Нельзя, конечно, сказать, что негатив во взаимоотношениях внутри "соцлагеря" (тем более, что был отнюдь не только негатив) полностью заслонил собою положительные чувства народов, буквально спасенных от истребления - те, кто лично пережил ужасы нацистской оккупации, вряд ли забудут день Освобождения. Но годы проходят, и более поздние впечатления от второго "послевоенного" периода сегодня по чисто естественным причинам порой начинают преобладать в сознании людей.
Кроме того, есть разные трактовки и самого исторического перелома конца прошлого века. Для россиян эпицентром и кульминацией событий второй половины прошлого века стал распад СССР, названный в Послании Президента России Федеральному Собранию "крупнейшей геополитической катастрофой века".
Кто-то пытается трактовать эти слова как ностальгические переживания по поводу развала Империи. Но в реальности практически каждый россиянин понимает, что речь тут, прежде всего, о человеческих судьбах, настоящих драмах, какие нечасто происходят в истории в столь массовом масштабе в мирное время.
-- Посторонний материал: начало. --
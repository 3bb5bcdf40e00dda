use tracing::{debug, info, warn};

use crate::committee::Committee;
use crate::error::{Error, Result};
use crate::keys::PublicKey;
use crate::reconstruct::reconstruct_public_key;
use crate::selection::SelectionPolicy;
use crate::subject::SubjectStore;

/// The two public keys of a failed verification.
#[derive(Debug, Clone, PartialEq, Eq)]
pub struct KeyMismatch {
    pub expected: PublicKey,
    pub reconstructed: PublicKey,
}

impl From<KeyMismatch> for Error {
    fn from(mismatch: KeyMismatch) -> Self {
        Error::KeyMismatch {
            expected: mismatch.expected,
            reconstructed: mismatch.reconstructed,
        }
    }
}

/// Outcome of comparing a reconstructed key with a minipool's validator key.
#[derive(Debug, Clone, PartialEq, Eq)]
pub enum Verdict {
    Accepted,
    Rejected(KeyMismatch),
}

impl Verdict {
    pub fn is_accepted(&self) -> bool {
        matches!(self, Verdict::Accepted)
    }

    /// Turns a rejection into `Error::KeyMismatch`.
    pub fn into_result(self) -> Result<()> {
        match self {
            Verdict::Accepted => Ok(()),
            Verdict::Rejected(mismatch) => Err(mismatch.into()),
        }
    }
}

/// Compares `reconstructed` with the validator key committed for `address`.
///
/// On a match the minipool moves to `Prelaunch`. Verifying an already accepted
/// minipool again is still `Accepted` but changes nothing.
///
/// # Errors
///
/// `UnknownSubject` if no minipool is registered under `address`.
pub fn verify(subjects: &SubjectStore, address: &str, reconstructed: &PublicKey) -> Result<Verdict> {
    let expected = subjects.validator_pubkey(address)?;

    if *reconstructed != expected {
        warn!(
            "Unexpected validator public key. Recovered key: {}, Contract key: {}",
            reconstructed, expected
        );
        return Ok(Verdict::Rejected(KeyMismatch {
            expected,
            reconstructed: *reconstructed,
        }));
    }

    match subjects.accept_validator_key(address) {
        Ok(()) => info!("Successfully verified key shares of minipool {}", address),
        Err(Error::InvalidTransition { from, .. }) => {
            debug!("Minipool {} already past verification ({:?})", address, from)
        }
        Err(err) => return Err(err),
    }
    Ok(Verdict::Accepted)
}

/// Committee-side check that a minipool's shares rebuild its validator key.
///
/// The members picked by `policy` hand over their shares, the aggregate public key
/// is rebuilt from them and compared with the key in the minipool contract. The
/// reconstruction uses the threshold recorded for the minipool, never the size of
/// whatever subset was gathered.
pub fn verify_key_shares(
    committee: &Committee,
    subjects: &SubjectStore,
    address: &str,
    policy: &mut dyn SelectionPolicy,
) -> Result<Verdict> {
    let threshold = subjects.threshold(address)?;
    let shares = committee.gather(address, threshold, policy)?;
    info!(
        "Will try to recover validator key of {} using {} shares...",
        address,
        shares.len()
    );
    let aggregate = reconstruct_public_key(&shares, threshold)?;
    verify(subjects, address, &aggregate)
}
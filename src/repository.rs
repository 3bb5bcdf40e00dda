use serde::{Deserialize, Serialize};
use sled::Db;
use std::collections::HashMap;
use std::sync::Mutex;

use crate::error::{Error, Result};
use crate::keys::{Identity, Share};

/// Represents a key share held by a committee member for one minipool.
///
/// # Fields
///
/// * `subject` - The minipool address the share belongs to.
/// * `share` - A tuple containing the member identity and the raw 32-byte share.
/// * `threshold` - The number of shares needed to rebuild the validator key.
///
/// # Examples
///
/// ```rust
/// use splitkey::repository::ShareEntry;
///
/// let share_entry = ShareEntry {
///     subject: "0xdeadbeef".to_string(),
///     share: (1, vec![0u8; 32]),
///     threshold: 3,
/// };
/// ```
#[derive(Serialize, Deserialize, Debug, Clone, PartialEq, Eq)]
pub struct ShareEntry {
    pub subject: String,
    pub share: (u64, Vec<u8>),
    pub threshold: u64,
}

impl ShareEntry {
    pub fn new(subject: &str, share: &Share, threshold: usize) -> Self {
        ShareEntry {
            subject: subject.to_string(),
            share: (share.identity().value(), share.to_bytes().to_vec()),
            threshold: threshold as u64,
        }
    }

    /// Number of shares needed to rebuild the validator key.
    pub fn threshold(&self) -> usize {
        self.threshold as usize
    }

    /// Decodes the stored share.
    pub fn to_share(&self) -> Result<Share> {
        Share::from_bytes(Identity::new(self.share.0)?, &self.share.1)
    }
}

/// Defines the Data Access Object (DAO) trait for `ShareEntry`.
///
/// A member's store is append-only: a share, once committed for a minipool, is
/// never replaced or removed.
pub trait ShareEntryDaoTrait: Send + Sync {
    /// Inserts a `ShareEntry` under `key`.
    ///
    /// # Errors
    ///
    /// Returns `DuplicateShare` if an entry already exists under `key`.
    fn insert(&self, key: &str, entry: &ShareEntry) -> Result<()>;

    /// Retrieves a `ShareEntry` by its key. `None` if the key does not exist.
    fn get(&self, key: &str) -> Result<Option<ShareEntry>>;
}

fn duplicate(key: &str, entry: &ShareEntry) -> Error {
    match Identity::new(entry.share.0) {
        Ok(member) => Error::DuplicateShare {
            subject: key.to_string(),
            member,
        },
        Err(err) => err,
    }
}

/// A `ShareEntryDaoTrait` implementation using Sled, an embedded database.
pub struct SledShareEntryDao {
    db: Db,
}

impl SledShareEntryDao {
    /// Opens (or creates) the sled database at `db_path`.
    ///
    /// # Examples
    ///
    /// ```ignore
    /// use splitkey::repository::SledShareEntryDao;
    ///
    /// let dao = SledShareEntryDao::new("path/to/db").unwrap();
    /// ```
    pub fn new(db_path: &str) -> Result<Self> {
        let db = sled::open(db_path)?;
        Ok(SledShareEntryDao { db })
    }

    /// Opens a sled database that is removed when dropped.
    pub fn temporary() -> Result<Self> {
        let db = sled::Config::new().temporary(true).open()?;
        Ok(SledShareEntryDao { db })
    }
}

impl ShareEntryDaoTrait for SledShareEntryDao {
    /// Serializes the entry to JSON and stores it, unless the key is taken.
    ///
    /// The compare-and-swap against an absent value makes the duplicate check and
    /// the write a single atomic step.
    fn insert(&self, key: &str, entry: &ShareEntry) -> Result<()> {
        let serialized = serde_json::to_string(entry)?;
        match self
            .db
            .compare_and_swap(key, None::<&[u8]>, Some(serialized.as_bytes()))?
        {
            Ok(()) => {
                self.db.flush()?;
                Ok(())
            }
            Err(_) => Err(duplicate(key, entry)),
        }
    }

    fn get(&self, key: &str) -> Result<Option<ShareEntry>> {
        if let Some(found) = self.db.get(key)? {
            let entry: ShareEntry = serde_json::from_slice(&found)?;
            Ok(Some(entry))
        } else {
            Ok(None)
        }
    }
}

/// In-memory `ShareEntryDaoTrait` implementation.
#[derive(Default)]
pub struct HashMapShareEntryDao {
    pub map: Mutex<HashMap<String, ShareEntry>>,
}

impl ShareEntryDaoTrait for HashMapShareEntryDao {
    fn insert(&self, key: &str, entry: &ShareEntry) -> Result<()> {
        let mut map = self
            .map
            .lock()
            .map_err(|_| Error::Storage("share map lock poisoned".into()))?;
        if map.contains_key(key) {
            return Err(duplicate(key, entry));
        }
        map.insert(key.to_string(), entry.clone());
        Ok(())
    }

    fn get(&self, key: &str) -> Result<Option<ShareEntry>> {
        let map = self
            .map
            .lock()
            .map_err(|_| Error::Storage("share map lock poisoned".into()))?;
        Ok(map.get(key).cloned())
    }
}
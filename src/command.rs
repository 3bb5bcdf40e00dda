use futures::channel::oneshot;
use std::sync::Arc;
use tracing::{debug, warn};

use crate::committee::Committee;
use crate::error::{Error, Result};
use crate::keys::{Identity, Share};

/// Represents commands that can be issued to the committee event loop.
///
/// # Variants
///
/// * `RegisterShare` - Deliver a share to the member whose identity it carries.
/// * `GetShare` - Ask a member for its share of a minipool.
#[derive(Debug)]
pub enum Command {
    RegisterShare {
        subject: String,
        share: Share,
        threshold: usize,
        sender: oneshot::Sender<Result<()>>,
    },
    GetShare {
        subject: String,
        member: Identity,
        sender: oneshot::Sender<Result<Share>>,
    },
}

/// Handles one command against the committee and answers on its oneshot channel.
///
/// The work touches the member stores (and possibly disk), so the event loop runs
/// it on the blocking pool.
pub fn command_handler(committee: Arc<Committee>, command: Command) {
    match command {
        Command::RegisterShare {
            subject,
            share,
            threshold,
            sender,
        } => {
            let member = share.identity();
            let result = committee
                .member(member)
                .and_then(|m| m.set_key_share(&subject, &share, threshold));
            if let Err(err) = &result {
                warn!("⚠️ Delivery of minipool '{}' share to {} failed: {}", subject, member, err);
            }
            if sender.send(result).is_err() {
                debug!("Requester for member {} went away", member);
            }
        }
        Command::GetShare {
            subject,
            member,
            sender,
        } => {
            let result = committee
                .member(member)
                .and_then(|m| m.key_share(&subject))
                .and_then(|share| {
                    share.ok_or_else(|| Error::ShareNotFound {
                        subject: subject.clone(),
                        member,
                    })
                });
            if sender.send(result).is_err() {
                debug!("Requester for member {} went away", member);
            }
        }
    }
}
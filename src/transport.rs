use futures::channel::mpsc;
use std::sync::Arc;

use crate::client::Client;
use crate::committee::Committee;
use crate::constants::COMMAND_CHANNEL_SIZE;
use crate::event::EventLoop;

/// Wires a `Client` to an `EventLoop` serving `committee`.
///
/// Delivery is local: commands travel over an in-process channel instead of a
/// network. Spawn `EventLoop::run` on the runtime before using the client.
///
/// # Examples
///
/// ```ignore
/// let (client, event_loop) = transport::new(Arc::new(committee));
/// tokio::spawn(event_loop.run());
/// let report = client.distribute("0xdeadbeef", &shares, 3).await;
/// ```
pub fn new(committee: Arc<Committee>) -> (Client, EventLoop) {
    let (command_sender, command_receiver) = mpsc::channel(COMMAND_CHANNEL_SIZE);
    (
        Client {
            sender: command_sender,
        },
        EventLoop::new(committee, command_receiver),
    )
}
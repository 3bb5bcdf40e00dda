/// Number of committee members a validator key is split across when nothing else is configured.
pub const DEFAULT_COMMITTEE_SIZE: usize = 10;

/// Minimum number of committee members whose shares are needed to rebuild the public key.
pub const DEFAULT_THRESHOLD: usize = 3;

/// Size in bytes of a serialized scalar (secret key or key share).
pub const SCALAR_BYTES: usize = 32;

/// Size in bytes of a compressed G1 public key.
pub const PUBLIC_KEY_BYTES: usize = 48;

/// Directory holding `conf.toml` when no other path is given.
pub const DEFAULT_CONFIG_DIR: &str = ".splitkey";

/// Capacity of the command channel between a `Client` and the `EventLoop`.
pub const COMMAND_CHANNEL_SIZE: usize = 64;
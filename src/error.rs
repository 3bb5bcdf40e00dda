use crate::keys::{Identity, PublicKey};
use crate::subject::Status;

/// Errors raised by splitting, distribution, reconstruction, verification and the
/// minipool lifecycle.
///
/// No variant ever carries a secret scalar, a share value or a polynomial coefficient.
#[derive(Debug, thiserror::Error)]
pub enum Error {
    #[error("invalid parameters: {0}")]
    InvalidParameters(String),

    #[error("invalid identity: {0}")]
    InvalidIdentity(String),

    #[error("unknown recipient: no committee member with identity {0}")]
    UnknownRecipient(Identity),

    #[error("member {member} already holds a share for subject {subject}")]
    DuplicateShare { subject: String, member: Identity },

    #[error("insufficient shares: need {threshold}, got {got}")]
    InsufficientShares { threshold: usize, got: usize },

    #[error("singular interpolation: {0}")]
    SingularInterpolation(String),

    #[error("key mismatch: recovered {reconstructed}, expected {expected}")]
    KeyMismatch {
        expected: PublicKey,
        reconstructed: PublicKey,
    },

    #[error("invalid transition from {from:?} to {to:?}")]
    InvalidTransition { from: Status, to: Status },

    #[error("unknown subject: {0}")]
    UnknownSubject(String),

    #[error("subject {0} is already registered")]
    DuplicateSubject(String),

    #[error("member {member} holds no share for subject {subject}")]
    ShareNotFound { subject: String, member: Identity },

    #[error("invalid encoding: {0}")]
    InvalidEncoding(String),

    #[error("storage error: {0}")]
    Storage(String),

    #[error("transport error: {0}")]
    Transport(String),
}

impl From<sled::Error> for Error {
    fn from(err: sled::Error) -> Self {
        Error::Storage(err.to_string())
    }
}

impl From<serde_json::Error> for Error {
    fn from(err: serde_json::Error) -> Self {
        Error::Storage(err.to_string())
    }
}

impl From<hex::FromHexError> for Error {
    fn from(err: hex::FromHexError) -> Self {
        Error::InvalidEncoding(err.to_string())
    }
}

pub type Result<T> = std::result::Result<T, Error>;
use clap::{crate_version, Parser};
use rand::rngs::{OsRng, StdRng};
use rand::SeedableRng;
use std::error::Error;
use std::path::Path;
use std::sync::Arc;
use tokio::spawn;
use tracing::debug;
use tracing_subscriber::EnvFilter;

use splitkey::committee::Committee;
use splitkey::config::SplitKeyConfig;
use splitkey::constants::DEFAULT_CONFIG_DIR;
use splitkey::dealer::Dealer;
use splitkey::keys::{Identity, PublicKey, SecretScalar, Share, ShareSet};
use splitkey::reconstruct::reconstruct_public_key;
use splitkey::selection::PolicyKind;
use splitkey::sss::split_secret;
use splitkey::subject::SubjectStore;
use splitkey::transport;
use splitkey::verifier::{verify, Verdict};

#[derive(Debug, Parser)]
#[command(name = "splitkey")]
#[command(version = crate_version!())]
#[command(
    about = "SPLITKEY - threshold custody of validator signing keys",
    long_about = "SPLITKEY splits a validator secret key into Shamir shares held by a fixed committee. Any threshold of members can rebuild the validator public key from their shares and compare it with the key committed in the minipool contract; fewer shares reveal nothing about the secret. A minipool can only start staking after the committee verified its key shares."
)]
enum CliArgument {
    /// Run the whole flow: create a minipool, split and distribute its key, verify the shares and start staking.
    Demo {
        /// Minipool address.
        #[clap(long, short, default_value = "0xdeadbeef")]
        address: String,

        /// Member selection policy: first, random or all. Defaults to the configured policy.
        #[clap(long, short)]
        policy: Option<String>,

        /// Seed for the random selection policy, to replay a run.
        #[clap(long, short)]
        seed: Option<u64>,

        /// Replace the share of this member with garbage before distribution.
        #[clap(long, short)]
        corrupt: Option<u64>,

        /// use embedded database for persistence
        /// otherwise use memory database
        #[clap(long, short)]
        db_path: Option<String>,
    },
    /// Split a secret key into shares.
    Split {
        /// Share threshold. Defaults to the configured threshold.
        #[clap(long, short)]
        threshold: Option<usize>,

        /// Number of shares to generate. Defaults to the configured committee size.
        #[clap(long, short)]
        shares: Option<usize>,

        /// Secret key as 32 little-endian hex bytes. A random key is used if omitted.
        #[clap(long)]
        secret: Option<String>,
    },
    /// Rebuild the public key from key shares.
    Reconstruct {
        /// Share threshold. Defaults to the configured threshold.
        #[clap(long, short)]
        threshold: Option<usize>,

        /// A share as `<id>:<hex>`; repeat for every share.
        #[clap(long, short)]
        share: Vec<String>,

        /// Public key (hex) the result must match.
        #[clap(long, short)]
        expected: Option<String>,
    },
}

#[derive(Parser, Debug)]
#[clap(name = "splitkey")]
struct Opt {
    /// Directory holding conf.toml.
    #[clap(long)]
    config: Option<String>,

    /// Subcommand to run.
    #[clap(subcommand)]
    argument: CliArgument,
}

#[tokio::main]
async fn main() -> Result<(), Box<dyn Error>> {
    let _ = tracing_subscriber::fmt()
        .with_env_filter(EnvFilter::from_default_env())
        .try_init();

    let opt = Opt::parse();
    let config = SplitKeyConfig::new(opt.config.as_deref().unwrap_or(DEFAULT_CONFIG_DIR))?;
    debug!("Using config in {:?}: {:?}", config.config_path(), config);

    match opt.argument {
        CliArgument::Demo {
            address,
            policy,
            seed,
            corrupt,
            db_path,
        } => {
            let policy_kind = match policy {
                Some(name) => name.parse::<PolicyKind>()?,
                None => config.policy()?,
            };
            let db_path = db_path.or_else(|| config.db_path.clone());
            run_demo(&config, &address, policy_kind, seed, corrupt, db_path.as_deref()).await?;
        }
        CliArgument::Split {
            threshold,
            shares,
            secret,
        } => {
            let threshold = threshold.unwrap_or(config.threshold);
            let count = shares.unwrap_or(config.committee_size);
            let secret = match secret {
                Some(encoded) => SecretScalar::from_bytes(&hex::decode(encoded.trim_start_matches("0x"))?)?,
                None => SecretScalar::random(OsRng),
            };

            let shares = split_secret(&secret, threshold, count, &mut OsRng)?;
            println!("✂️  Secret has been split into {} shares.", shares.len());
            println!("    threshold: {}", threshold);
            println!("    public key: {}", secret.public_key());
            for (id, share) in &shares {
                println!("    {:>2}:{}", id, hex::encode(share.to_bytes()));
            }
        }
        CliArgument::Reconstruct {
            threshold,
            share,
            expected,
        } => {
            let threshold = threshold.unwrap_or(config.threshold);
            let shares = parse_shares(&share)?;
            let aggregate = reconstruct_public_key(&shares, threshold)?;
            println!("🔑 Recovered public key: {}", aggregate);

            if let Some(expected) = expected {
                let expected = PublicKey::from_hex(&expected)?;
                if aggregate != expected {
                    return Err(format!("recovered key does not match expected key {expected}").into());
                }
                println!("✅ Matches the expected public key.");
            }
        }
    }

    Ok(())
}

async fn run_demo(
    config: &SplitKeyConfig,
    address: &str,
    policy_kind: PolicyKind,
    seed: Option<u64>,
    corrupt: Option<u64>,
    db_path: Option<&str>,
) -> Result<(), Box<dyn Error>> {
    let committee = Arc::new(Committee::new(config.committee_size, db_path.map(Path::new))?);
    let subjects = SubjectStore::new();

    let (client, event_loop) = transport::new(Arc::clone(&committee));
    spawn(event_loop.run());

    let dealer = Dealer::create_minipool(
        address,
        config.threshold,
        config.committee_size,
        &subjects,
        &mut OsRng,
    )?;
    println!(
        "🚀 Created minipool. Address: {}, Validator pubkey: {}",
        address,
        dealer.validator_pubkey()
    );

    let threshold = subjects.threshold(address)?;
    let mut shares = dealer.split_validator_key(&mut OsRng)?;
    if let Some(id) = corrupt {
        let id = Identity::new(id)?;
        let garbage = SecretScalar::random(OsRng);
        shares.insert(id, Share::from_bytes(id, &garbage.to_bytes())?);
        println!("⚠️  Corrupted the share of member {}", id);
    }

    println!("Sending key shares to the committee...");
    let report = client.distribute(address, &shares, threshold).await;
    for (id, err) in &report.failures {
        println!("⚠️  Could not deliver share to member {}: {}", id, err);
    }

    let rng = match seed {
        Some(seed) => StdRng::seed_from_u64(seed),
        None => StdRng::from_entropy(),
    };
    let mut policy = policy_kind.build(rng);
    let chosen = policy.select(&committee.identities(), threshold);
    println!(
        "Will try to recover validator key using the shares of members {:?}...",
        chosen.iter().map(Identity::value).collect::<Vec<_>>()
    );

    let gathered = client.gather(address, &chosen).await;
    let aggregate = reconstruct_public_key(&gathered, threshold)?;

    match verify(&subjects, address, &aggregate)? {
        Verdict::Accepted => {
            println!("✅ Successfully verified key shares.");
            println!("    Recovered key: {}", aggregate);
            subjects.stake(address)?;
            println!("💡 Successfully started staking on minipool '{}'", address);
        }
        Verdict::Rejected(mismatch) => {
            println!("❌ Unexpected validator public key.");
            println!("    Recovered key: {}", mismatch.reconstructed);
            println!("    Contract key:  {}", mismatch.expected);
            return Err(Box::new(splitkey::error::Error::from(mismatch)));
        }
    }

    Ok(())
}

fn parse_shares(encoded: &[String]) -> Result<ShareSet, Box<dyn Error>> {
    let mut shares = ShareSet::new();
    for item in encoded {
        let (id, value) = item
            .split_once(':')
            .ok_or_else(|| format!("share '{item}' is not of the form <id>:<hex>"))?;
        let id = Identity::new(id.trim().parse()?)?;
        let share = Share::from_bytes(id, &hex::decode(value.trim().trim_start_matches("0x"))?)?;
        if shares.insert(id, share).is_some() {
            return Err(format!("share for member {id} given twice").into());
        }
    }
    Ok(shares)
}
//! HTTP surface: liveness, health, and the two refresh routes.
//!
//! | Route | Credential header |
//! |---|---|
//! | `GET /` | none |
//! | `GET /health` | none |
//! | `POST /webhook/refresh-needed` | `X-Guardian-Secret` |
//! | `POST /refresh` | `X-Admin-Token` |
//!
//! Refresh routes check configuration first (503 when incomplete), then the credential
//! (401), and only then reach the [`RefreshOrchestrator`]. Unsupported methods on these
//! paths answer 405.

// std
use std::net::SocketAddr;
// crates.io
use axum::{
	Json, Router,
	extract::State,
	http::HeaderMap,
	routing::{get, post},
};
use tokio::net::TcpListener;
// self
use crate::{
	_prelude::*,
	auth::{AuthGuard, CredentialKind},
	config::{Config, ConfigStatus},
	obs::RefreshTrigger,
	refresh::{RefreshOrchestrator, RefreshResponse},
	upstream::{ReqwestUpstreamClient, UpstreamClient},
};

/// Service name reported by the liveness route.
pub const SERVICE_NAME: &str = "token-guardian";

/// Shared, read-only state handed to every request.
#[derive(Clone, Debug)]
pub struct AppState(Arc<AppStateInner>);
impl AppState {
	/// Wires the production reqwest upstream when configuration is complete.
	///
	/// Never fails: incomplete configuration, or an upstream client that cannot be built from
	/// it, leaves the state in degraded mode.
	pub fn from_config(config: &Config) -> Self {
		let mut status = config.status();
		let upstream = match (&config.upstream_url, &config.admin_token) {
			(Some(url), Some(token)) if status.is_complete() =>
				match ReqwestUpstreamClient::new(url, token, config.upstream_timeout) {
					Ok(client) => Some(Arc::new(client) as Arc<dyn UpstreamClient>),
					Err(e) => {
						tracing::warn!(
							error = %e,
							"Upstream client could not be built from the admin token."
						);

						status.admin_token_configured = false;

						None
					},
				},
			_ => None,
		};

		Self::build(config, status, upstream)
	}

	/// Uses a caller-provided upstream transport; still degraded when configuration is
	/// incomplete.
	pub fn with_upstream(config: &Config, upstream: Arc<dyn UpstreamClient>) -> Self {
		Self::build(config, config.status(), Some(upstream))
	}

	/// Whether refresh routes are enabled.
	pub fn refresh_enabled(&self) -> bool {
		self.0.orchestrator.is_some()
	}

	fn build(
		config: &Config,
		status: ConfigStatus,
		upstream: Option<Arc<dyn UpstreamClient>>,
	) -> Self {
		let orchestrator =
			upstream.filter(|_| status.is_complete()).map(RefreshOrchestrator::new);
		let guard = AuthGuard::new(config.webhook_secret.clone(), config.admin_token.clone());

		if orchestrator.is_none() {
			tracing::warn!(
				missing = ?status.missing(),
				"Refresh routes disabled until configuration is complete."
			);
		}

		Self(Arc::new(AppStateInner { status, guard, orchestrator }))
	}

	async fn refresh(
		&self,
		kind: CredentialKind,
		trigger: RefreshTrigger,
		headers: &HeaderMap,
	) -> Result<RefreshResponse> {
		let Some(orchestrator) = &self.0.orchestrator else {
			return Err(Error::ConfigurationMissing { missing: self.0.status.missing() });
		};

		self.0.guard.authorize(kind, headers)?;

		Ok(orchestrator.handle_refresh(trigger).await)
	}
}

#[derive(Debug)]
struct AppStateInner {
	status: ConfigStatus,
	guard: AuthGuard,
	orchestrator: Option<RefreshOrchestrator>,
}

/// Builds the relay router.
pub fn router(state: AppState) -> Router {
	Router::new()
		.route("/", get(root))
		.route("/health", get(health))
		.route("/webhook/refresh-needed", post(webhook_refresh))
		.route("/refresh", post(manual_refresh))
		.with_state(state)
}

/// Binds `0.0.0.0:{port}` and serves until the listener fails.
pub async fn serve(config: Config) -> Result<()> {
	let state = AppState::from_config(&config);
	let addr = SocketAddr::from(([0, 0, 0, 0], config.port));
	let listener = TcpListener::bind(addr).await?;

	tracing::info!(
		addr = %addr,
		refresh_enabled = state.refresh_enabled(),
		"Token guardian listening."
	);

	serve_on(listener, state).await
}

/// Serves the relay on an already bound listener.
pub async fn serve_on(listener: TcpListener, state: AppState) -> Result<()> {
	axum::serve(listener, router(state)).await?;

	Ok(())
}

#[derive(Debug, Serialize)]
struct RootBody {
	status: &'static str,
	service: &'static str,
	version: &'static str,
	#[serde(with = "time::serde::rfc3339")]
	timestamp: OffsetDateTime,
}

#[derive(Debug, Serialize)]
struct HealthBody {
	status: &'static str,
	refresh_enabled: bool,
	config: ConfigStatus,
	#[serde(with = "time::serde::rfc3339")]
	timestamp: OffsetDateTime,
}

async fn root() -> Json<RootBody> {
	Json(RootBody {
		status: "ok",
		service: SERVICE_NAME,
		version: env!("CARGO_PKG_VERSION"),
		timestamp: OffsetDateTime::now_utc(),
	})
}

async fn health(State(state): State<AppState>) -> Json<HealthBody> {
	Json(HealthBody {
		status: "ok",
		refresh_enabled: state.refresh_enabled(),
		config: state.0.status,
		timestamp: OffsetDateTime::now_utc(),
	})
}

async fn webhook_refresh(
	State(state): State<AppState>,
	headers: HeaderMap,
) -> Result<RefreshResponse> {
	state.refresh(CredentialKind::Webhook, RefreshTrigger::Webhook, &headers).await
}

async fn manual_refresh(
	State(state): State<AppState>,
	headers: HeaderMap,
) -> Result<RefreshResponse> {
	state.refresh(CredentialKind::Admin, RefreshTrigger::Manual, &headers).await
}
К западу же от России главным актом Истории в тот период стало не подписание Беловежских соглашений, а падение Берлинской стены. Как точно отметила в своей новой книге секретарь Французской Академии Элен Каррер д'Анкосс, повсюду за пределами СССР крушение коммунистической власти в Центральной и Восточной Европе рассматривают как "финальную точку в падении красного тоталитаризма, причисляя российский катаклизм к второстепенным и периферическим событиям излома двух веков".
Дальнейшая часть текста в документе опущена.